> **What is required**:
Below is a listing; repeat exactly the lines from the one containing "impl Default for BackendSettings" to the one containing "Loads settings from", both included.

> **Data provided**:

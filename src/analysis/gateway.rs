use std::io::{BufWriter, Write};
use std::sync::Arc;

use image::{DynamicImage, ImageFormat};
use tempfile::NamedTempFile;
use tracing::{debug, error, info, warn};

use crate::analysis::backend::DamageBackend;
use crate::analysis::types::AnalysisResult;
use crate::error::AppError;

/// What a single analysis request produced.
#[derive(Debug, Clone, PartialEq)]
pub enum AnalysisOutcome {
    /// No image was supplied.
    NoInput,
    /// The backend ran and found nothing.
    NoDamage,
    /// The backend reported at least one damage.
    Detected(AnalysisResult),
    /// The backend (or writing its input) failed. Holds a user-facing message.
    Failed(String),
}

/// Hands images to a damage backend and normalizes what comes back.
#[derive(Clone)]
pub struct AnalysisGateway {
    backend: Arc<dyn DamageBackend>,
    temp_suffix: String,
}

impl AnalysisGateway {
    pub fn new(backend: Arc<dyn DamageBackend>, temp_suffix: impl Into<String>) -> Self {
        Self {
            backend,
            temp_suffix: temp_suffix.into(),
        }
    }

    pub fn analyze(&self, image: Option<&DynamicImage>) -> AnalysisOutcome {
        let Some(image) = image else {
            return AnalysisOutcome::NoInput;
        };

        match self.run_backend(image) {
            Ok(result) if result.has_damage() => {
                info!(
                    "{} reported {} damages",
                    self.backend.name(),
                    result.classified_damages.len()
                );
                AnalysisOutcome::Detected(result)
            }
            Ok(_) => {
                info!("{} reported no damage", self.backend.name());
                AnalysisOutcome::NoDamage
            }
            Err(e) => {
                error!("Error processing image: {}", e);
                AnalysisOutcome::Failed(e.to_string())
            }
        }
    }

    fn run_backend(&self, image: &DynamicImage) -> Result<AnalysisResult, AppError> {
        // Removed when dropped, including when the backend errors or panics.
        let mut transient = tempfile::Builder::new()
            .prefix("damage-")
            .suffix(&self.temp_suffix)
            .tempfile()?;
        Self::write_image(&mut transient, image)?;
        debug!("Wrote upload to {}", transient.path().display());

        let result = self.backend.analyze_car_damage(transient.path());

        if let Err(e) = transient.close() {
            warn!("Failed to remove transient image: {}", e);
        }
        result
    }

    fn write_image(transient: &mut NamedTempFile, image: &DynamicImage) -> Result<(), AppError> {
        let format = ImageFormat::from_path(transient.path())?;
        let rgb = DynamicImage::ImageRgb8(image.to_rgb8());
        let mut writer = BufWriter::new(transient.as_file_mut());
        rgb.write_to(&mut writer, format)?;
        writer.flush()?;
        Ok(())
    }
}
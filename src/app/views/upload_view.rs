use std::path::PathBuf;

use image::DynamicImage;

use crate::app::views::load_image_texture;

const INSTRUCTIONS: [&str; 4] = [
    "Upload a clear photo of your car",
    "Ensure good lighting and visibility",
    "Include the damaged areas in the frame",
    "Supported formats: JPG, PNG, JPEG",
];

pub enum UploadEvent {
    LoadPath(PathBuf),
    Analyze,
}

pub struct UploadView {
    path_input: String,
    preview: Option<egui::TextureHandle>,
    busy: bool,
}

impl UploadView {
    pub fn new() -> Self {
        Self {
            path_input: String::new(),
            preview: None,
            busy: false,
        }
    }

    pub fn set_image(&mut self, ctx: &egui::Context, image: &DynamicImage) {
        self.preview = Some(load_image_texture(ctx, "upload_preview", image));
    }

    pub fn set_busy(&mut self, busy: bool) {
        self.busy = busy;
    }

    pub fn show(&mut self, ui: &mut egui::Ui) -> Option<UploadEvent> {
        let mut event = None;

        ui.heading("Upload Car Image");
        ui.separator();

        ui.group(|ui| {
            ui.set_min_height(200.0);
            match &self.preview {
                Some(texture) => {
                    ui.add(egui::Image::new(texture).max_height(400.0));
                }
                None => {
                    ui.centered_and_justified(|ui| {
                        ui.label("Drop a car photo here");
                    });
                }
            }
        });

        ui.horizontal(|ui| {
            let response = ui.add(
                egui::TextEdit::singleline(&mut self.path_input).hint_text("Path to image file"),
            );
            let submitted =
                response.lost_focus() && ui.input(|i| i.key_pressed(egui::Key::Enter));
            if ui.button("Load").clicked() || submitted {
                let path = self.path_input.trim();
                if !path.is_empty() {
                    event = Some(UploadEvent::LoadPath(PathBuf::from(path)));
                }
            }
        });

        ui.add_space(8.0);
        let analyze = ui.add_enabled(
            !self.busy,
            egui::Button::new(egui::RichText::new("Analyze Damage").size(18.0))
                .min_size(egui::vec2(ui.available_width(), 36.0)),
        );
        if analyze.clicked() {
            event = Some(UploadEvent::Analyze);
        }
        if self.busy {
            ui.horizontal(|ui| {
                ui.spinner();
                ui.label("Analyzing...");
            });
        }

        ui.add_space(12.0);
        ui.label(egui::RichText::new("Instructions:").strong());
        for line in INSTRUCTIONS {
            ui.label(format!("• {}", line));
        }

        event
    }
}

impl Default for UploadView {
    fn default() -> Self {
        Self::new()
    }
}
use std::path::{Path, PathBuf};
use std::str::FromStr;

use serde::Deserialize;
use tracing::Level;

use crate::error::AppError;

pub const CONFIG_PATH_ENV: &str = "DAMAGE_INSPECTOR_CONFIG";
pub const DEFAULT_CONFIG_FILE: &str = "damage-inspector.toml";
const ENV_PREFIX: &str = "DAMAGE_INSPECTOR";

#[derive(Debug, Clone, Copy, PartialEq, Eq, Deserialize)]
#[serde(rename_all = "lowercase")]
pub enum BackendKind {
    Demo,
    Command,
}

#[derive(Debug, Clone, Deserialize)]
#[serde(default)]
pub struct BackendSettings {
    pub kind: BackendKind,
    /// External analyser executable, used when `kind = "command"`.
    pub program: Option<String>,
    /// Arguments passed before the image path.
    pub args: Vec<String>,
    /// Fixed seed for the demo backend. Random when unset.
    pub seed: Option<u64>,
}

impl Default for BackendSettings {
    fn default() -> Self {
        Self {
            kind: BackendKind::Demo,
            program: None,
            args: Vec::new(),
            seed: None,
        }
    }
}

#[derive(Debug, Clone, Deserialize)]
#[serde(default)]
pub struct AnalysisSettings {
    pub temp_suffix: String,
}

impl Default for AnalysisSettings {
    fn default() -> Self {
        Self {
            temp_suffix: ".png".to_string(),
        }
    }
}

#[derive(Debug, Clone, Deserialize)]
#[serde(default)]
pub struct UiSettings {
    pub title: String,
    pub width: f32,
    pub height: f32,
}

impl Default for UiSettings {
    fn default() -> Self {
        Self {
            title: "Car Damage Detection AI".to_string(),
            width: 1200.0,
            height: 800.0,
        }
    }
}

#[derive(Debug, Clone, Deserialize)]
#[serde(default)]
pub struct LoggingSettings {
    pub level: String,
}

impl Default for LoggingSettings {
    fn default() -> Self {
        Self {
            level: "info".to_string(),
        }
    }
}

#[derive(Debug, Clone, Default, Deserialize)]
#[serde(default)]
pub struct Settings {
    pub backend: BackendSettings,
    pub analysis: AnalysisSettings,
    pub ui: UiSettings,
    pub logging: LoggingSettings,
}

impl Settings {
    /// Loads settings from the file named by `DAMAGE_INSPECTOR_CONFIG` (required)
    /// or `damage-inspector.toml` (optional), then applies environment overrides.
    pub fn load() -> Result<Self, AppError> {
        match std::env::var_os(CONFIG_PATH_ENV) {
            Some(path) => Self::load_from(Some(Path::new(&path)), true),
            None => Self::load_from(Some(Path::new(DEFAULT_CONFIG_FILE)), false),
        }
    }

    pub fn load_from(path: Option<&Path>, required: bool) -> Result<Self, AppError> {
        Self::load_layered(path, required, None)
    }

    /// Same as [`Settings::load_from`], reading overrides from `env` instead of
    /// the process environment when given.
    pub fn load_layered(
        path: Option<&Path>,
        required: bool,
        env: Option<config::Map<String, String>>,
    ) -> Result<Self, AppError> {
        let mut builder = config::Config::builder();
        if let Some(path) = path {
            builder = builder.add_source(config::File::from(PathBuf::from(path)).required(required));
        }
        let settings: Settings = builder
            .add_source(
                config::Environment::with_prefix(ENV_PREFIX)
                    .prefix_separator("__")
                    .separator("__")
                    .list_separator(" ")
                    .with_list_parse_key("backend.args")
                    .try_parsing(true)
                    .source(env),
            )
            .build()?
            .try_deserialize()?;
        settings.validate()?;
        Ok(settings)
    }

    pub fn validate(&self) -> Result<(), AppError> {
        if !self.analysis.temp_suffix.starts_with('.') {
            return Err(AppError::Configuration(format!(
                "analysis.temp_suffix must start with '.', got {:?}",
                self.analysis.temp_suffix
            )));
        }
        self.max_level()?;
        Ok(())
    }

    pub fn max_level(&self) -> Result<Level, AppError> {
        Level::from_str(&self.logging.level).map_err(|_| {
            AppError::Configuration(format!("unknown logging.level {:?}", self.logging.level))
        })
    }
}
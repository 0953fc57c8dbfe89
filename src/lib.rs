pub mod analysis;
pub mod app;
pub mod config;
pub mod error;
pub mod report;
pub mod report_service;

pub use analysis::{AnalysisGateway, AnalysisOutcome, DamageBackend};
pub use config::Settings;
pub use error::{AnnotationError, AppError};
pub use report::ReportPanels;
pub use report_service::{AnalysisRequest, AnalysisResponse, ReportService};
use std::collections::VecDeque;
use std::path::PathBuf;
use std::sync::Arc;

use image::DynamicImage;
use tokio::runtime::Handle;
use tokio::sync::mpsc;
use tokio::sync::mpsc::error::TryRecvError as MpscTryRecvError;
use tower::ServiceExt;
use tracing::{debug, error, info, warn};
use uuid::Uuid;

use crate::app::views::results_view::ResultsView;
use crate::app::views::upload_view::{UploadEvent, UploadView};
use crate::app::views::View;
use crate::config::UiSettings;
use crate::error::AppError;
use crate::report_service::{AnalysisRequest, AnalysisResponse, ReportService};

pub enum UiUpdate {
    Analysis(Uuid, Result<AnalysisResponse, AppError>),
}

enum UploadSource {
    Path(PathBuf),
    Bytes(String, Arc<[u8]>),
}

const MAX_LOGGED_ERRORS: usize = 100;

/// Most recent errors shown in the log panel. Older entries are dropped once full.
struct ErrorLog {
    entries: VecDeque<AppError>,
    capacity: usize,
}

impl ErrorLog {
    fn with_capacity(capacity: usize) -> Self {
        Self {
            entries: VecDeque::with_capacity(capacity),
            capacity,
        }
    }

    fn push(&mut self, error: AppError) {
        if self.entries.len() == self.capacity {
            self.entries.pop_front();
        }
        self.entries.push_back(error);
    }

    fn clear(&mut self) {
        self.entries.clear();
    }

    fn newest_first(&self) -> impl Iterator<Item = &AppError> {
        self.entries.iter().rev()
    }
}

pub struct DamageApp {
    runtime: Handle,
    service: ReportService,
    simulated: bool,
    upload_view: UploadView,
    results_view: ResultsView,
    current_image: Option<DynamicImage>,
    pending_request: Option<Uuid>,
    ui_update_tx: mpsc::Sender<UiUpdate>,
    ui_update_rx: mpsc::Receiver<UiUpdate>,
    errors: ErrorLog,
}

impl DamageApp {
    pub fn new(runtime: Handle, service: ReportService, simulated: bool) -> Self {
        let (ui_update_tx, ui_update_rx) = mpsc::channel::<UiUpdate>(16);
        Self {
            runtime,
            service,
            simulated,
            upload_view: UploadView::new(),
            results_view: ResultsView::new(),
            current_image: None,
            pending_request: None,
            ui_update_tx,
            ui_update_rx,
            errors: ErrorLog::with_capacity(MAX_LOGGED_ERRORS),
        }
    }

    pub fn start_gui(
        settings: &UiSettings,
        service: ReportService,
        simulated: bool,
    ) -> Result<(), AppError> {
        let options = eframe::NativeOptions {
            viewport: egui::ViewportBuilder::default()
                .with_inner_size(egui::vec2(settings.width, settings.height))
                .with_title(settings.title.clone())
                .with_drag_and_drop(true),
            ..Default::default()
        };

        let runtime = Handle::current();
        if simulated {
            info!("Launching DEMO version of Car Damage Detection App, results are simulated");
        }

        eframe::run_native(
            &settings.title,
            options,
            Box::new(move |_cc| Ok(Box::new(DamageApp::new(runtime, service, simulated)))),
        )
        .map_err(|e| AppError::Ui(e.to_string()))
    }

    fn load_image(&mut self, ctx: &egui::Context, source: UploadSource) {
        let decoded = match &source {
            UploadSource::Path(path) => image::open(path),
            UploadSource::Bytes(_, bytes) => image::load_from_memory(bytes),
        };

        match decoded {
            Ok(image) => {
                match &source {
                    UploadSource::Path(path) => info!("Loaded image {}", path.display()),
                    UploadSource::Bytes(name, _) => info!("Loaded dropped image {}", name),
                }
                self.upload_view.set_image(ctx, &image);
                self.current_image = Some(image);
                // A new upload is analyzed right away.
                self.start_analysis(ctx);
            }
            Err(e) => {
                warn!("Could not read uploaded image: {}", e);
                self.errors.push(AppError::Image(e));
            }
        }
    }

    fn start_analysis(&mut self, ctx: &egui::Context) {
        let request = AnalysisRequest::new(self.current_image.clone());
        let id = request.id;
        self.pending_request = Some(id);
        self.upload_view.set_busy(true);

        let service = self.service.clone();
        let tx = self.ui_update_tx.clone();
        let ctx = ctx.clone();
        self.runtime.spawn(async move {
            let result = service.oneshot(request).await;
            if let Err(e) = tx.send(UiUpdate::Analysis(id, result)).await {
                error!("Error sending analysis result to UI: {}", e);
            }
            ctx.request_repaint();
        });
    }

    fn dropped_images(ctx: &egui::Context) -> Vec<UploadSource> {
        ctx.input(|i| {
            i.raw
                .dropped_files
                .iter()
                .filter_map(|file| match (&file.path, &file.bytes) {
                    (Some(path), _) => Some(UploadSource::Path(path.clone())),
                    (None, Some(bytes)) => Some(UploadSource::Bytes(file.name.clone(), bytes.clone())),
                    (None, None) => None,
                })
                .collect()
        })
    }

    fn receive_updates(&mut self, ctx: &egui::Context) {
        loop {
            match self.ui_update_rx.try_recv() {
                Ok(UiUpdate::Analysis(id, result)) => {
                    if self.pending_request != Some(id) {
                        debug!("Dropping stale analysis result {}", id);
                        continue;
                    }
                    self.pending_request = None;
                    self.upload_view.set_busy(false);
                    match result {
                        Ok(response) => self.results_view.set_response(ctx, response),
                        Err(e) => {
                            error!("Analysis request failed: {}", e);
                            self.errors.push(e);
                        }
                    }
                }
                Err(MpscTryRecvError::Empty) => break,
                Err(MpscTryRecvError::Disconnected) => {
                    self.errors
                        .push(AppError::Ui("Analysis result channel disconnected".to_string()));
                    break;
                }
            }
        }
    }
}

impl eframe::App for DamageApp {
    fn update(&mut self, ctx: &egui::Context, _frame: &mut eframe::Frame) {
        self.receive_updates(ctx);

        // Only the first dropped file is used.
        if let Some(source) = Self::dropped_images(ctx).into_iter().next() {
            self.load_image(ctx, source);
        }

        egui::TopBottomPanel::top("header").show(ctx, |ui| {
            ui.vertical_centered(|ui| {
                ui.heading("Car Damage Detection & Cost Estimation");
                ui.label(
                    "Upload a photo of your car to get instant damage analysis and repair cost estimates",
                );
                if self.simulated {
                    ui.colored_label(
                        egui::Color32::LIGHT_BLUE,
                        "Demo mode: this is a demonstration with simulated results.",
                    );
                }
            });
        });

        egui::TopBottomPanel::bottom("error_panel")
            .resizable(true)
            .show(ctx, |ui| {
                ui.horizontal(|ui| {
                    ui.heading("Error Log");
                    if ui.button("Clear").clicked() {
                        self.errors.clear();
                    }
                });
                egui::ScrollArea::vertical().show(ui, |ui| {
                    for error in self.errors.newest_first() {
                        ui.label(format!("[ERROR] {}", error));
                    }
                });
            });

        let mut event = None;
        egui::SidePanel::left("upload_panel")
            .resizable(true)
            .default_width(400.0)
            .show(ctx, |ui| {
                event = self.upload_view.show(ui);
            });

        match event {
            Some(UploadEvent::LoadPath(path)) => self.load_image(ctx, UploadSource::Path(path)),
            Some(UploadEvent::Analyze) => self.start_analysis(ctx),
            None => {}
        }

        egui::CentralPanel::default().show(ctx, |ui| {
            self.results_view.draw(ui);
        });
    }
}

> **Output below**:
impl Default for BackendSettings {
    fn default() -> Self {
        Self {
            kind: BackendKind::Demo,
            program: None,
            args: Vec::new(),
            seed: None,
        }
    }
}

#[derive(Debug, Clone, Deserialize)]
#[serde(default)]
pub struct AnalysisSettings {
    pub temp_suffix: String,
}

impl Default for AnalysisSettings {
    fn default() -> Self {
        Self {
            temp_suffix: ".png".to_string(),
        }
    }
}

#[derive(Debug, Clone, Deserialize)]
#[serde(default)]
pub struct UiSettings {
    pub title: String,
    pub width: f32,
    pub height: f32,
}

impl Default for UiSettings {
    fn default() -> Self {
        Self {
            title: "Car Damage Detection AI".to_string(),
            width: 1200.0,
            height: 800.0,
        }
    }
}

#[derive(Debug, Clone, Deserialize)]
#[serde(default)]
pub struct LoggingSettings {
    pub level: String,
}

impl Default for LoggingSettings {
    fn default() -> Self {
        Self {
            level: "info".to_string(),
        }
    }
}

#[derive(Debug, Clone, Default, Deserialize)]
#[serde(default)]
pub struct Settings {
    pub backend: BackendSettings,
    pub analysis: AnalysisSettings,
    pub ui: UiSettings,
    pub logging: LoggingSettings,
}

impl Settings {
    /// Loads settings from the file named by `DAMAGE_INSPECTOR_CONFIG` (required)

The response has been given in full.